What the transitional period means in practice

Until May 2027, the IT Act and its Privacy Rules remain the operative privacy law in India. This is not a reason to ignore the DPDP framework — it is a reason to run a parallel compliance track.

Your current obligations under the IT Act continue. Your future obligations under the DPDP Act must be built simultaneously. Businesses that treat these as sequential tasks rather than parallel ones will face a compliance crunch in 2027.

Your founder checklist: DPDP data fiduciary obligations India

Use this checklist to assess where you stand:

  • Map your data: Identify every category of digital personal data your organisation collects, processes, or stores, including data that was originally in paper form and has since been digitised.
  • Check territorial scope: If you serve Indian users from abroad, confirm your compliance programme covers DPDP obligations, not just those of your home jurisdiction.
  • Audit your consent mechanisms: Verify that every consent request meets the free, specific, informed, unconditional, and unambiguous standard. Remove pre-ticked boxes, bundled consents, and vague purpose descriptions immediately.
  • Draft standalone consent notices: Prepare clear, plain-language notices that precede or accompany every consent request, specifying the exact data and purpose. Do this before Phase III, not after.
  • Build a consent withdrawal pathway: Ensure your product or service allows users to withdraw consent as easily as they provided it, and that withdrawal is acted upon promptly.
  • Understand the Phase II consent manager requirement: By November 2026, consent manager provisions come into force under Rule 4. Begin reviewing how consent managers may interact with your data flows.
  • Continue IT Act compliance: Do not allow current obligations under the IT Act and Privacy Rules to lapse while preparing for the DPDP transition.
  • Appoint a legal adviser: The DPDP Rules are detailed and technically complex. Engage a qualified advocate with data privacy experience well before the May 2027 deadline.
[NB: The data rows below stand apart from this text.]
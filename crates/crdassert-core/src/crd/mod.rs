//! CRD (CustomResourceDefinition) normalization
//!
//! Two manifest shapes are recognized, selected by the manifest's own
//! `apiVersion`/`kind`:
//!
//! - **current** (`apiextensions.k8s.io/v1`): `spec.versions[]`, each with
//!   its own `schema.openAPIV3Schema`
//! - **legacy** (`apiextensions.k8s.io/v1beta1`): `spec.version` plus a
//!   top-level `spec.validation.openAPIV3Schema`, optionally overridden per
//!   entry of `spec.versions[]`
//!
//! Both are parsed into a [`CrdDocument`] variant and converted into the one
//! canonical [`CrdDefinition`] the registry works with:
//!
//! ```text
//!   Value ──► CrdDocument::V1      ──┐
//!         └─► CrdDocument::V1Beta1 ──┴──► CrdDefinition
//! ```

pub mod v1;
pub mod v1beta1;

use serde::{Deserialize, Serialize};
use serde_json::Value;

use crate::error::{Error, Result};
use crate::gvk::GroupVersionKind;

pub const CRD_GROUP: &str = "apiextensions.k8s.io";
pub const CRD_KIND: &str = "CustomResourceDefinition";

#[derive(Debug, Clone, PartialEq, Default, Deserialize)]
pub struct ObjectMeta {
    #[serde(default)]
    pub name: String,
}

#[derive(Debug, Clone, PartialEq, Deserialize)]
pub struct CrdNames {
    pub kind: String,
}

/// `schema` / `validation` wrapper around the OpenAPI v3 schema
#[derive(Debug, Clone, PartialEq, Deserialize)]
pub struct CustomResourceValidation {
    #[serde(rename = "openAPIV3Schema", default)]
    pub open_api_v3_schema: Option<Value>,
}

impl CustomResourceValidation {
    fn into_schema(self) -> Option<Value> {
        self.open_api_v3_schema.filter(|s| !s.is_null())
    }
}

/// A CRD manifest in one of the recognized API shapes
#[derive(Debug, Clone, PartialEq)]
pub enum CrdDocument {
    V1(v1::CustomResourceDefinition),
    V1Beta1(v1beta1::CustomResourceDefinition),
}

impl CrdDocument {
    /// Detect the shape from `apiVersion`/`kind` and deserialize it
    pub fn from_value(value: &Value) -> Result<Self> {
        let gvk = document_gvk(value);

        if gvk.group != CRD_GROUP || gvk.kind != CRD_KIND {
            return Err(Error::UnsupportedCrdShape { gvk });
        }

        match gvk.version.as_str() {
            "v1" => serde_json::from_value(value.clone())
                .map(CrdDocument::V1)
                .map_err(|e| Error::Decode(format!("invalid {} CRD: {}", gvk.api_version(), e))),
            "v1beta1" => serde_json::from_value(value.clone())
                .map(CrdDocument::V1Beta1)
                .map_err(|e| Error::Decode(format!("invalid {} CRD: {}", gvk.api_version(), e))),
            _ => Err(Error::UnsupportedCrdShape { gvk }),
        }
    }
}

/// One version of a CRD and the schema declared directly on it
#[derive(Debug, Clone, PartialEq, Serialize)]
pub struct CrdVersion {
    pub name: String,
    pub schema: Option<Value>,
}

/// Canonical CRD representation the registry builds validators from
#[derive(Debug, Clone, PartialEq, Serialize)]
pub struct CrdDefinition {
    /// `metadata.name`, informational only
    pub name: String,
    pub group: String,
    pub kind: String,
    pub versions: Vec<CrdVersion>,
    /// `spec.version` of legacy manifests
    pub legacy_version: Option<String>,
    /// `spec.validation.openAPIV3Schema` of legacy manifests
    pub legacy_schema: Option<Value>,
}

impl CrdDefinition {
    pub fn new(name: impl Into<String>, group: impl Into<String>, kind: impl Into<String>) -> Self {
        Self {
            name: name.into(),
            group: group.into(),
            kind: kind.into(),
            versions: Vec::new(),
            legacy_version: None,
            legacy_schema: None,
        }
    }

    /// Add a version, with or without its own schema
    pub fn with_version(mut self, name: impl Into<String>, schema: Option<Value>) -> Self {
        self.versions.push(CrdVersion {
            name: name.into(),
            schema,
        });
        self
    }

    pub fn with_legacy_version(mut self, version: impl Into<String>) -> Self {
        self.legacy_version = Some(version.into());
        self
    }

    pub fn with_legacy_schema(mut self, schema: Value) -> Self {
        self.legacy_schema = Some(schema);
        self
    }

    /// Name used in error messages
    pub fn display_name(&self) -> String {
        if self.name.is_empty() {
            format!("{}.{}", self.kind, self.group)
        } else {
            self.name.clone()
        }
    }
}

impl From<CrdDocument> for CrdDefinition {
    fn from(doc: CrdDocument) -> Self {
        match doc {
            CrdDocument::V1(crd) => CrdDefinition {
                name: crd.metadata.name,
                group: crd.spec.group,
                kind: crd.spec.names.kind,
                versions: crd
                    .spec
                    .versions
                    .into_iter()
                    .map(|v| CrdVersion {
                        name: v.name,
                        schema: v.schema.and_then(CustomResourceValidation::into_schema),
                    })
                    .collect(),
                legacy_version: None,
                legacy_schema: None,
            },
            CrdDocument::V1Beta1(crd) => CrdDefinition {
                name: crd.metadata.name,
                group: crd.spec.group,
                kind: crd.spec.names.kind,
                versions: crd
                    .spec
                    .versions
                    .into_iter()
                    .map(|v| CrdVersion {
                        name: v.name,
                        schema: v.schema.and_then(CustomResourceValidation::into_schema),
                    })
                    .collect(),
                legacy_version: crd.spec.version,
                legacy_schema: crd
                    .spec
                    .validation
                    .and_then(CustomResourceValidation::into_schema),
            },
        }
    }
}

/// Map an untyped CRD manifest into its canonical definition
pub fn normalize(value: &Value) -> Result<CrdDefinition> {
    CrdDocument::from_value(value).map(CrdDefinition::from)
}

/// An unparseable `apiVersion` is kept whole as the version, so it still
/// surfaces as an unsupported shape
fn document_gvk(value: &Value) -> GroupVersionKind {
    let api_version = value
        .get("apiVersion")
        .and_then(Value::as_str)
        .unwrap_or_default();
    let kind = value.get("kind").and_then(Value::as_str).unwrap_or_default();

    GroupVersionKind::from_api_version(api_version, kind)
        .unwrap_or_else(|_| GroupVersionKind::new("", api_version, kind))
}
Frequently asked questions

When do DPDP data fiduciary obligations India become fully enforceable?

The substantive compliance obligations under the DPDP Act and Rules — including consent notice requirements and most operational duties — come into force eighteen months after the Rules were notified, which means 13 May 2027. However, some provisions and the Data Protection Board were already activated in November 2025, and consent manager rules take effect in November 2026. Businesses should treat all three phases as live deadlines rather than waiting for the final one.

Can a business rely on legitimate interest instead of consent under the DPDP Act?

No. The DPDP Act expressly rejects “legitimate interest” as an open-ended lawful basis for processing — this is one of the most significant differences from frameworks like the European GDPR. Almost all processing requires consent that is free, specific, informed, unconditional, and unambiguous, with limited narrow exceptions for specific categories of legitimate use defined in the statute itself. If your compliance programme was designed around a legitimate-interest model, it needs to be rebuilt.

Does the DPDP Act apply to my company if I am incorporated outside India but sell to Indian customers?

Yes. The Act has extraterritorial applicability. If you process digital personal data outside India in connection with offering goods or services to individuals in India, your company is subject to DPDP obligations. Being incorporated abroad does not exempt you. You should review your data processing activities, appoint appropriate contacts, and align your practices with the DPDP framework before May 2027.

This article is for general information only and is not legal advice. Laws change; verify against the primary sources cited and consult a qualified advocate for your situation.